Loki was Mitchell’s first foster pet. He was a six-month-old rambunctious puppy with endless energy who frequently jumped on the countertops. Seeing the potential in Loki, Mitchell and her family were determined to work with Loki to increase his chances of finding an adoptive family by teaching him basic obedience. After a few months, Loki became less nervous and understood better how to behave. Three different people wanted to adopt Loki but each adoption failed as Loki fell back into his hyper-excited behavior. Mitchell recognized it as a sign that Loki belonged with her family.
“We failed and kept him,” Mitchell said with a laugh.
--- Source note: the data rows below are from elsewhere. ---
/// Flow graph evaluation engine
///
/// Converts the JSON graph description into a validated, topologically
/// ordered DAG and evaluates it incrementally: sensor messages merge into
/// input nodes under per-field timestamp monotonicity, one compute pass
/// re-evaluates every node, and change-detected outputs are bundled into
/// outbound sensor payloads.

use crate::error::{BuildError, ComputeError, FlowError, IngestError};
use crate::flow::operators;
use crate::flow::types::{FlowNode, Value};
use chrono::{DateTime, Utc};
use petgraph::algo::toposort;
use petgraph::graph::DiGraph;
use serde::{Deserialize, Serialize};
use std::collections::{HashMap, HashSet};
use std::fmt::Write;
use uuid::Uuid;

/// The parsed representation of a workflow graph.
///
/// `flow` is the JSON-decoded node map; everything else is derived by
/// [`build`](FlowGraph::build). Derived fields reference nodes by their map
/// key, and compute passes a snapshot of input values into each operator, so
/// the graph needs no interior aliasing.
#[derive(Debug, Clone, Default, Serialize, Deserialize)]
#[serde(default)]
pub struct FlowGraph {
    pub id: Uuid,
    pub account_id: Uuid,
    pub name: String,
    pub flow: HashMap<String, FlowNode>,

    /// sensor id -> payload field name -> node key
    #[serde(skip_deserializing)]
    pub inputs: HashMap<String, HashMap<String, String>>,
    /// Keys of output nodes, in topological-scan order.
    #[serde(skip_deserializing)]
    pub outputs: Vec<String>,
    /// Every node key in topological order; compute iterates this.
    #[serde(skip_deserializing)]
    pub order: Vec<String>,
    /// sensor id -> webhook URL, populated from `send` nodes.
    #[serde(skip_deserializing)]
    pub hooks: HashMap<String, String>,

    #[serde(skip)]
    rev: u64,
    #[serde(skip)]
    built: bool,
}

impl FlowGraph {
    /// Assemble a graph from a persisted workflow row's raw `graph` JSON.
    pub fn from_parts(
        id: Uuid,
        account_id: Uuid,
        name: &str,
        graph: &serde_json::Value,
    ) -> Result<Self, serde_json::Error> {
        let flow: HashMap<String, FlowNode> = serde_json::from_value(graph.clone())?;
        Ok(FlowGraph {
            id,
            account_id,
            name: name.to_string(),
            flow,
            ..Default::default()
        })
    }

    /// Monotonically increasing graph revision, bumped by every input merge.
    pub fn rev(&self) -> u64 {
        self.rev
    }

    pub fn node(&self, key: &str) -> Option<&FlowNode> {
        self.flow.get(key)
    }

    /// Validate the graph and derive the evaluation structures.
    ///
    /// Re-entrant but destructive: derived fields are rebuilt wholesale,
    /// node revisions reset, and input nodes re-seeded by declared type.
    pub fn build(&mut self) -> Result<(), BuildError> {
        self.inputs = HashMap::new();
        self.hooks = HashMap::new();
        self.outputs = Vec::new();
        self.order = Vec::new();

        for node in self.flow.values_mut() {
            node.rev = 0;
        }

        // Deterministic per graph: scan nodes sorted by key.
        let mut keys: Vec<String> = self.flow.keys().cloned().collect();
        keys.sort();

        for key in &keys {
            let Some(node) = self.flow.get_mut(key) else {
                continue;
            };
            if matches!(node.operator.as_str(), "input" | "output" | "send")
                && node.id.is_empty()
            {
                return Err(BuildError::MissingId(key.clone()));
            }

            match node.operator.as_str() {
                "output" => self.outputs.push(key.clone()),
                "input" => {
                    node.computed_value = match node.node_type.to_lowercase().as_str() {
                        "float" => Value::Float(0.0),
                        "bool" => Value::Bool(false),
                        _ => Value::Str(String::new()),
                    };
                    self.inputs
                        .entry(node.id.clone())
                        .or_default()
                        .insert(node.name.clone(), key.clone());
                }
                "send" => {
                    if node.values.is_empty() {
                        return Err(BuildError::SendMissingUrl(key.clone()));
                    }
                    let url = reqwest::Url::parse(&node.values[0]).map_err(|e| {
                        BuildError::BadUrl {
                            node: key.clone(),
                            detail: e.to_string(),
                        }
                    })?;
                    Uuid::parse_str(&node.id).map_err(|e| BuildError::BadSensorId {
                        node: key.clone(),
                        detail: e.to_string(),
                    })?;
                    self.hooks.insert(node.id.clone(), url.to_string());
                }
                _ => {}
            }
        }

        for key in &keys {
            let Some(node) = self.flow.get(key) else {
                continue;
            };
            for input in &node.inputs {
                if !self.flow.contains_key(input) {
                    return Err(BuildError::UnknownInput {
                        input: input.clone(),
                        node: key.clone(),
                    });
                }
            }

            let op = operators::get(&node.operator).ok_or_else(|| {
                BuildError::UnknownOperator {
                    node: key.clone(),
                    operator: node.operator.clone(),
                }
            })?;

            let arity = node.inputs.len();
            if (arity as i32) < op.min_inputs
                || (op.max_inputs >= 0 && (arity as i32) > op.max_inputs)
            {
                return Err(BuildError::InputArity {
                    node: key.clone(),
                    operator: op.name.to_string(),
                    min: op.min_inputs,
                    max: op.max_inputs,
                    got: arity,
                });
            }
        }

        // Topological order with cycle rejection.
        let mut dag = DiGraph::<&str, ()>::with_capacity(keys.len(), 0);
        let mut index_of = HashMap::with_capacity(keys.len());
        for key in &keys {
            index_of.insert(key.as_str(), dag.add_node(key.as_str()));
        }
        for key in &keys {
            let Some(node) = self.flow.get(key) else {
                continue;
            };
            for input in &node.inputs {
                if let (Some(&from), Some(&to)) =
                    (index_of.get(input.as_str()), index_of.get(key.as_str()))
                {
                    dag.add_edge(from, to, ());
                }
            }
        }
        let sorted = toposort(&dag, None).map_err(|_| BuildError::Cycle)?;
        self.order = sorted.into_iter().map(|ix| dag[ix].to_string()).collect();

        // Mark placement; ingest bumps these past 1 as data arrives.
        for key in &self.order {
            if let Some(node) = self.flow.get_mut(key) {
                node.rev = 1;
            }
        }

        self.built = true;
        Ok(())
    }

    /// Merge one sensor message into the graph's input nodes.
    ///
    /// Returns `Ok(false)` without touching anything when the sensor id is
    /// not wired into this graph. Fields merge independently under strict
    /// timestamp monotonicity: a field only updates when `created_at` is
    /// strictly newer than its node's last accepted observation. A type
    /// coercion failure aborts the call; updates already applied from the
    /// same message are kept.
    pub fn send_input(
        &mut self,
        _account_id: &str,
        sensor_id: &str,
        created_at: Option<DateTime<Utc>>,
        payload: &serde_json::Map<String, serde_json::Value>,
    ) -> Result<bool, FlowError> {
        if !self.built {
            self.build()?;
        }
        let Some(fields) = self.inputs.get(sensor_id) else {
            return Ok(false);
        };
        self.rev += 1;
        let rev = self.rev;

        let mut must_recompute = false;
        for (field, value) in payload {
            let Some(key) = fields.get(field) else {
                continue;
            };
            let Some(node) = self.flow.get_mut(key) else {
                continue;
            };
            if created_at <= node.last_changed {
                continue;
            }

            let coerced = coerce(field, &node.node_type, value)?;
            node.computed_value = coerced;
            node.last_changed = created_at;
            node.rev = rev;
            must_recompute = true;
        }
        Ok(must_recompute)
    }

    /// Re-evaluate every node in topological order. One pass suffices; there
    /// is no convergence loop.
    pub fn compute(&mut self) -> Result<(), ComputeError> {
        for key in &self.order {
            let Some(node) = self.flow.get(key) else {
                continue;
            };
            let Some(op) = operators::get(&node.operator) else {
                continue;
            };
            let mut inputs = Vec::with_capacity(node.inputs.len());
            for input_key in &node.inputs {
                if let Some(input) = self.flow.get(input_key) {
                    inputs.push(input.computed_value.clone());
                }
            }
            let compute = op.compute;
            if let Some(node) = self.flow.get_mut(key) {
                compute(node, &inputs).map_err(|e| ComputeError {
                    node: key.clone(),
                    source: e,
                })?;
            }
        }
        Ok(())
    }

    /// The graph's output nodes, in scan order.
    pub fn output_nodes(&self) -> impl Iterator<Item = &FlowNode> {
        self.outputs.iter().filter_map(|key| self.flow.get(key))
    }

    /// Bundle changed outputs into one payload per sensor id.
    ///
    /// A sensor id is emitted when at least one of its output nodes changed
    /// in the last compute; every output node sharing that id contributes its
    /// field. Name collisions resolve last-write.
    pub fn changed_outputs(
        &self,
    ) -> HashMap<String, serde_json::Map<String, serde_json::Value>> {
        let mut changed = HashSet::new();
        for node in self.output_nodes() {
            if node.changed {
                changed.insert(node.id.clone());
            }
        }

        let mut payloads: HashMap<String, serde_json::Map<String, serde_json::Value>> =
            HashMap::new();
        for node in self.output_nodes() {
            if !changed.contains(&node.id) {
                continue;
            }
            let entry = payloads.entry(node.id.clone()).or_insert_with(|| {
                let mut payload = serde_json::Map::new();
                payload.insert(
                    "id".to_string(),
                    serde_json::Value::String(node.id.clone()),
                );
                payload
            });
            entry.insert(node.name.clone(), (&node.computed_value).into());
        }
        payloads
    }

    /// Render the graph in GraphViz dot, for the runtime debug endpoint.
    pub fn write_dot(&self, w: &mut impl Write) -> std::fmt::Result {
        writeln!(w, "digraph \"{} {}\" {{", self.id, self.name)?;
        writeln!(w, " {{")?;
        let mut keys: Vec<&String> = self.flow.keys().collect();
        keys.sort();
        for key in &keys {
            let Some(node) = self.flow.get(*key) else {
                continue;
            };
            let value = serde_json::Value::from(&node.computed_value);
            write!(w, "    \"{}\" [", key)?;
            match node.operator.as_str() {
                "input" => {
                    let seen = node
                        .last_changed
                        .map(|t| t.to_rfc3339())
                        .unwrap_or_default();
                    write!(
                        w,
                        "label=\"{}\\n{}\\n{}\\n{}\\n{}\\n{}\" shape=box",
                        key, node.id, node.name, node.operator, seen, value
                    )?;
                }
                "output" => {
                    write!(
                        w,
                        "label=\"{}\\n{}\\n{}\\n{}\\n{}\" shape=box",
                        key, node.id, node.name, node.operator, value
                    )?;
                }
                _ => {
                    write!(w, "label=\"{}\\n{}\\n{}\"", key, node.operator, value)?;
                }
            }
            writeln!(w, "]")?;
        }
        writeln!(w, " }};")?;
        for key in &keys {
            let Some(node) = self.flow.get(*key) else {
                continue;
            };
            for from in &node.inputs {
                writeln!(w, "  \"{}\" -> \"{}\";", from, key)?;
            }
        }
        write!(w, "}}")
    }
}

/// Coerce one payload field to the declared type of its input node.
fn coerce(
    field: &str,
    declared: &str,
    value: &serde_json::Value,
) -> Result<Value, IngestError> {
    match declared {
        "string" => match value {
            serde_json::Value::String(s) => Ok(Value::Str(s.clone())),
            other => Err(IngestError::WrongType {
                node: field.to_string(),
                wanted: "string",
                got: json_type_name(other).to_string(),
            }),
        },
        "enum" => match value {
            serde_json::Value::String(s) => Ok(Value::Str(s.clone())),
            other => Err(IngestError::WrongType {
                node: field.to_string(),
                wanted: "enum",
                got: json_type_name(other).to_string(),
            }),
        },
        "float" => match value {
            serde_json::Value::Number(n) => match n.as_f64() {
                Some(f) => Ok(Value::Float(f)),
                None => Err(IngestError::WrongType {
                    node: field.to_string(),
                    wanted: "float64",
                    got: "number".to_string(),
                }),
            },
            serde_json::Value::String(s) => {
                s.parse::<f64>().map(Value::Float).map_err(|e| {
                    IngestError::BadFloat {
                        node: field.to_string(),
                        detail: e.to_string(),
                    }
                })
            }
            other => Err(IngestError::WrongType {
                node: field.to_string(),
                wanted: "float64",
                got: json_type_name(other).to_string(),
            }),
        },
        "bool" => match value {
            serde_json::Value::Bool(b) => Ok(Value::Bool(*b)),
            serde_json::Value::String(s) => {
                s.parse::<bool>().map(Value::Bool).map_err(|e| {
                    IngestError::BadBool {
                        node: field.to_string(),
                        detail: e.to_string(),
                    }
                })
            }
            other => Err(IngestError::WrongType {
                node: field.to_string(),
                wanted: "bool",
                got: json_type_name(other).to_string(),
            }),
        },
        // Unknown declared types take the value as-is.
        _ => Ok(Value::from_json(value)),
    }
}

fn json_type_name(value: &serde_json::Value) -> &'static str {
    match value {
        serde_json::Value::Null => "null",
        serde_json::Value::Bool(_) => "bool",
        serde_json::Value::Number(_) => "number",
        serde_json::Value::String(_) => "string",
        serde_json::Value::Array(_) => "array",
        serde_json::Value::Object(_) => "object",
    }
}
Mitchell’s family, like many others, found that their foster animal was meant to be permanent rather than temporary.
Of the many benefits of fostering an animal, bringing a family together through a shared goal of wanting to see an animal succeed may be one of the most powerful. By interacting with a family, the dog or cat will likely learn more social skills and basic house manners, making them more appealing to potential adopters. Fostering can be flexible too to accommodate your lifestyle. Many pet rescues are able to work with your schedule, such as if you can only foster for a limited number of weeks or within a specific time frame.
Bringing a foster pet into your home has a tremendous impact. For every pet that is fostered, a spot opens up in an animal rescue for another abandoned animal to receive care.
“We can’t do it alone and we have to rely on the community to help as well and we’re lucky to have such a great community that’s willing to promote it too,” Mitchell said.
If you have the space, time and love to give to an animal, fostering is a great way to give back to the community. Diamond in the Ruff is currently looking for more foster homes and volunteers.